NoDevZone keeps a full version history for every plugin. This post explains how the versioning system works and the practical scenarios where it saves you.

Why AI-generated code needs version control more, not less

With hand-written code, a developer typically has Git. Every change is committed, every version is recoverable. This is standard practice.

AI-generated code often skips this entirely. You get output, you copy it somewhere, you make changes, the previous version is gone. This is particularly risky with AI code because:

Refinement prompts change more than you expect. When you ask the AI to "add input validation to the contact form," it might rewrite the form handler entirely, changing behavior you were happy with. Without the previous version, you can't see what changed.

Auto-healing modifies code. When a plugin fails the lint check and the AI self-corrects, the corrected version may differ from what you expected. Having the pre-correction version lets you compare.

Client feedback is unpredictable. A client might love version 1, ask for changes to get version 2, then decide they preferred version 1. Without history, "go back to what it was before" is not an option.

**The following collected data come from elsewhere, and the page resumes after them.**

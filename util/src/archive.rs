//! Record archiving functionality
//!
//! An [`Archiver`] appends serialisable records as rows of a CSV file inside the session's
//! archive directory.

// ---------------------------------------------------------------------------
// IMPORTS
// ---------------------------------------------------------------------------

// External imports
use std::path::{Path, PathBuf};
use std::fs::{File, OpenOptions};
use csv::WriterBuilder;
pub use csv::Writer;
use serde::Serialize;
use thiserror::Error;

// Internal imports
use crate::session::Session;

// ---------------------------------------------------------------------------
// DATA STRUCTURES
// ---------------------------------------------------------------------------

/// An object used to write CSV archive files.
#[derive(Default)]
pub struct Archiver {
    writer: Option<Writer<File>>,
    path: PathBuf,
    num_records: usize
}

// ---------------------------------------------------------------------------
// ENUMERATIONS
// ---------------------------------------------------------------------------

#[derive(Debug, Error)]
pub enum ArchiveError {
    #[error("Cannot open archive file {0:?}: {1}")]
    OpenError(PathBuf, std::io::Error),

    #[error("Cannot write record to the archive: {0}")]
    WriteError(csv::Error),

    #[error("Cannot flush the archive: {0}")]
    FlushError(std::io::Error),

    #[error("The archiver has not been initialised")]
    NotInitialised
}

// ---------------------------------------------------------------------------
// IMPLEMENTATIONS
// ---------------------------------------------------------------------------

impl Archiver {
    /// Create a new archiver from a paricular path relative to the session's
    /// archive root.
    ///
    /// Any existing file at that path is truncated.
    pub fn from_path<P: AsRef<Path>>(
        session: &Session, path: P
    ) -> Result<Self, ArchiveError> {
        let session_path = session.arch_root.join(path);

        if let Some(parent) = session_path.parent() {
            std::fs::create_dir_all(parent)
                .map_err(|e| ArchiveError::OpenError(session_path.clone(), e))?;
        }

        let file = OpenOptions::new()
            .write(true)
            .create(true)
            .truncate(true)
            .open(&session_path)
            .map_err(|e| ArchiveError::OpenError(session_path.clone(), e))?;

        let w = WriterBuilder::new()
            .has_headers(true)
            .from_writer(file);

        Ok(Self {
            writer: Some(w),
            path: session_path,
            num_records: 0
        })
    }

    /// Serialise a record into the archive.
    ///
    /// The file is flushed after every record so a crash loses at most the record being written.
    pub fn serialise<T: Serialize>(&mut self, record: T) -> Result<(), ArchiveError> {
        let w = self.writer.as_mut().ok_or(ArchiveError::NotInitialised)?;

        w.serialize(record).map_err(ArchiveError::WriteError)?;
        w.flush().map_err(ArchiveError::FlushError)?;

        self.num_records += 1;

        Ok(())
    }

    /// Path of the underlying archive file.
    pub fn path(&self) -> &Path {
        &self.path
    }

    /// Number of records written so far.
    pub fn num_records(&self) -> usize {
        self.num_records
    }
}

How the version system works

Every generation and every save creates a new version entry with:

  • The full plugin PHP source at that point in time
  • The prompt or action that triggered the version (initial generation, refinement prompt, manual edit, auto-correction)
  • A timestamp
  • The result of the security scan at that version

Versions are numbered sequentially. You can view any previous version, diff it against the current one, and restore any version with one click.

Restoring a version doesn't delete the current one — it creates a new version entry that is a copy of the restored version. The history remains intact.

Refinement prompts

After generation, you can send follow-up prompts to modify the plugin without regenerating from scratch. These work like instructions to a developer who has the existing code in front of them:

  • "Add a honeypot field to prevent spam submissions"
  • "Make the email subject line configurable from the admin settings page"
  • "Add support for CC email addresses"

Each refinement creates a new version. If the refinement goes wrong — the AI misunderstands the instruction, or the change breaks something — you roll back to the pre-refinement version and try a different prompt.

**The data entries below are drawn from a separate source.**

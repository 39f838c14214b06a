//! # Launch physics
//!
//! Converts the two sensor trigger times into the car's speed, and the speed and ramp angle into
//! a landing distance assuming a projectile launched from and landing at the same height.

// ------------------------------------------------------------------------------------------------
// IMPORTS
// ------------------------------------------------------------------------------------------------

use serde::Serialize;
use util::maths;

// ------------------------------------------------------------------------------------------------
// STRUCTS
// ------------------------------------------------------------------------------------------------

/// Breakdown of a projectile landing calculation.
#[derive(Debug, Clone, Copy, Default, PartialEq, Serialize)]
pub struct Landing {
    /// Units: meters/second
    pub vx_ms: f64,

    /// Units: meters/second
    pub vy_ms: f64,

    /// Units: seconds
    pub flight_time_s: f64,

    /// Horizontal distance from the launch point.
    ///
    /// Units: meters
    pub distance_m: f64,
}

// ------------------------------------------------------------------------------------------------
// FUNCTIONS
// ------------------------------------------------------------------------------------------------

/// Speed of the car between the two sensors.
///
/// Returns exactly `0.0` if `t2` is not after `t1`, which is the case when the car has not been
/// detected.
pub fn calc_speed(sensor_spacing_m: f64, t1: f64, t2: f64) -> f64 {
    if t2 > t1 {
        sensor_spacing_m / (t2 - t1)
    }
    else {
        0.0
    }
}

/// Landing point of a projectile launched at `speed_ms` and `angle_deg` above horizontal.
pub fn calc_landing(speed_ms: f64, angle_deg: f64, gravity_mss: f64) -> Landing {
    let angle_rad = angle_deg.to_radians();
    let vx_ms = speed_ms * angle_rad.cos();
    let vy_ms = speed_ms * angle_rad.sin();
    let flight_time_s = 2.0 * vy_ms / gravity_mss;

    Landing {
        vx_ms,
        vy_ms,
        flight_time_s,
        distance_m: vx_ms * flight_time_s
    }
}

/// Constrain a landing distance to the catcher's rail.
pub fn clamp_to_rail(distance_m: f64, rail_length_m: f64) -> f64 {
    maths::clamp(distance_m, 0.0, rail_length_m)
}

#[cfg(test)]
mod test {
    use super::*;

    const G: f64 = 9.81;

    #[test]
    fn test_speed_not_increasing() {
        assert_eq!(calc_speed(0.1, 0.5, 0.5), 0.0);
        assert_eq!(calc_speed(0.1, 0.7, 0.2), 0.0);
        assert_eq!(calc_speed(0.1, 0.0, 0.0), 0.0);
    }

    #[test]
    fn test_speed() {
        assert!((calc_speed(0.1, 0.0, 0.1) - 1.0).abs() < 1e-12);
        assert!((calc_speed(0.1, 1.0, 1.05) - 2.0).abs() < 1e-9);
    }

    #[test]
    fn test_landing_45_deg() {
        let landing = calc_landing(1.0, 45.0, G);

        assert!((landing.vx_ms - 0.7071).abs() < 1e-4);
        assert!((landing.vy_ms - 0.7071).abs() < 1e-4);
        assert!((landing.flight_time_s - 0.1442).abs() < 1e-4);
        assert!((landing.distance_m - 0.1019).abs() < 1e-4);
    }

    #[test]
    fn test_landing_flat() {
        for speed in [0.5, 1.0, 10.0].iter() {
            let landing = calc_landing(*speed, 0.0, G);
            assert_eq!(landing.vy_ms, 0.0);
            assert_eq!(landing.flight_time_s, 0.0);
            assert_eq!(landing.distance_m, 0.0);
        }
    }

    #[test]
    fn test_landing_vertical() {
        for speed in [0.5, 1.0, 10.0].iter() {
            let landing = calc_landing(*speed, 90.0, G);
            assert!(landing.vx_ms.abs() < 1e-12);
            assert!(landing.distance_m.abs() < 1e-12);
        }
    }

    #[test]
    fn test_landing_scales_with_speed_squared() {
        let base = calc_landing(1.0, 30.0, G).distance_m;
        let double = calc_landing(2.0, 30.0, G).distance_m;
        let triple = calc_landing(3.0, 30.0, G).distance_m;

        assert!((double - 4.0 * base).abs() < 1e-12);
        assert!((triple - 9.0 * base).abs() < 1e-12);
    }

    #[test]
    fn test_clamp_to_rail() {
        assert_eq!(clamp_to_rail(1.7, 1.0), 1.0);
        assert_eq!(clamp_to_rail(-0.1, 1.0), 0.0);
        assert_eq!(clamp_to_rail(0.42, 1.0), 0.42);
    }
}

This is meaningfully different from regenerating from scratch. The refinement AI sees the existing code and makes targeted changes. Regenerating from a modified prompt produces a completely new implementation that might solve the requested change but introduce different behavior elsewhere.

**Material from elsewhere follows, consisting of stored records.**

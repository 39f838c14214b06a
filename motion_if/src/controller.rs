//! # Controller Interface

// ------------------------------------------------------------------------------------------------
// IMPORTS
// ------------------------------------------------------------------------------------------------

use serde::{Serialize, Deserialize};

use crate::{Axis, DigitalInput, MotionError};

// ------------------------------------------------------------------------------------------------
// TRAITS
// ------------------------------------------------------------------------------------------------

/// A motion controller owning a set of axes and digital inputs on one network.
pub trait Controller: Sized {

    /// Axis type provided by this controller
    type Axis: Axis;

    /// Digital input type provided by this controller
    type Input: DigitalInput;

    /// Create the controller and bring up its motion network.
    fn create_and_connect(params: &CreationParams) -> Result<Self, MotionError>;

    /// Number of axes available on the network.
    fn axis_count(&self) -> usize;

    /// Number of digital inputs available on the network.
    fn input_count(&self) -> usize;

    /// Get an axis by index.
    fn axis(&mut self, index: usize) -> Result<&mut Self::Axis, MotionError>;

    /// Get a digital input by index.
    fn input(&mut self, index: usize) -> Result<&mut Self::Input, MotionError>;
}

// ------------------------------------------------------------------------------------------------
// STRUCTS
// ------------------------------------------------------------------------------------------------

/// Parameters used to create a controller.
#[derive(Serialize, Deserialize, Debug, Clone, PartialEq)]
pub struct CreationParams {
    /// Install path of the real-time motion process, e.g. `/rsi/`
    pub rmp_path: String,

    /// Name of the network interface the motion network is attached to, e.g. `enp1s0`
    pub nic_primary: String,
}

Manual edits and save-time validation

When you edit the plugin code directly in the NoDevZone editor, every save creates a version entry. The version notes record that it was a manual edit.

Before saving, the editor runs the same lint + security scan that runs on generated code. If the save introduces a critical security issue — a missing nonce check, an eval() call — the save is blocked and you see the specific issue that needs to be resolved.

This prevents the common scenario where someone makes a "quick fix" that introduces a vulnerability. The save-time check makes that impossible without seeing an explicit warning.

Comparing versions

The version diff view shows you exactly what changed between any two versions — line by line, with additions in green and removals in red. This is useful for:

Reviewing AI changes: before accepting a refinement, see exactly what the AI changed. If it rewrote 200 lines when you expected it to change 10, that's worth understanding before deploying.

Debugging regressions: if something stopped working after a change, compare the current version to the last working one. The diff shows exactly what's different.

Client communication: if a client asks "what changed in the update you deployed?", you have an exact answer — not "the AI updated some things."

The download and deploy flow

Every version can be downloaded as a standalone .zip file that installs directly in WordPress via the plugin uploader. The zip includes:

  • The main plugin PHP file with correct plugin headers
  • Any asset files (CSS, JS) the plugin uses
  • A readme.txt with the auto-generated user manual

When you deploy an update to a client's site, you download the current version zip and install it as a plugin update in WordPress. WordPress handles the update cleanly — it deactivates the old version, installs the new one, reactivates it.

The version system means you always have the previous zip available. If the update causes a problem on the client's site, you can install the previous version within minutes.